## Extracted data entries
//! Transport layer for the swarmbench harness.
//!
//! This crate contains the transport-facing collaborators the harness core
//! drives, split the same way regardless of backend:
//!
//! - [`traits`]: the `Transport`/`Connection`/`Inbound` interface boundary
//! - [`wire`]: the minimal benchmark message codec
//! - [`diagnostics`]: injected monotonic message/frame counters
//! - [`datagram`]: primary-datagram backend (the `kcp` transport kind)
//! - [`websocket`]: browser-socket backend (the `websocket` transport kind)
//! - [`memory`]: in-process channel backend for tests and single-process runs
//!
//! Backends report every delivered message into the shared [`Diagnostics`]
//! handle they were constructed with; nothing in this crate keeps global
//! state.

pub mod datagram;
pub mod diagnostics;
pub mod memory;
pub mod traits;
pub mod websocket;
pub mod wire;

pub use datagram::DatagramTransport;
pub use diagnostics::{CounterSnapshot, Diagnostics};
pub use memory::{ConnectWindow, MemoryTransport};
pub use traits::{
    Connection, Inbound, PeerId, ServerEvent, Transport, TransportError, TransportKind,
    DEFAULT_PORT,
};
pub use websocket::WebSocketTransport;
pub use wire::{Message, WireError};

## PROBLEM
Whatever lines appear above, reproduce every one of them exactly.

## COMPLETED TASK
//! Transport layer for the swarmbench harness.
//!
//! This crate contains the transport-facing collaborators the harness core
//! drives, split the same way regardless of backend:
//!
//! - [`traits`]: the `Transport`/`Connection`/`Inbound` interface boundary
//! - [`wire`]: the minimal benchmark message codec
//! - [`diagnostics`]: injected monotonic message/frame counters
//! - [`datagram`]: primary-datagram backend (the `kcp` transport kind)
//! - [`websocket`]: browser-socket backend (the `websocket` transport kind)
//! - [`memory`]: in-process channel backend for tests and single-process runs
//!
//! Backends report every delivered message into the shared [`Diagnostics`]
//! handle they were constructed with; nothing in this crate keeps global
//! state.

pub mod datagram;
pub mod diagnostics;
pub mod memory;
pub mod traits;
pub mod websocket;
pub mod wire;

pub use datagram::DatagramTransport;
pub use diagnostics::{CounterSnapshot, Diagnostics};
pub use memory::{ConnectWindow, MemoryTransport};
pub use traits::{
    Connection, Inbound, PeerId, ServerEvent, Transport, TransportError, TransportKind,
    DEFAULT_PORT,
};
pub use websocket::WebSocketTransport;
pub use wire::{Message, WireError};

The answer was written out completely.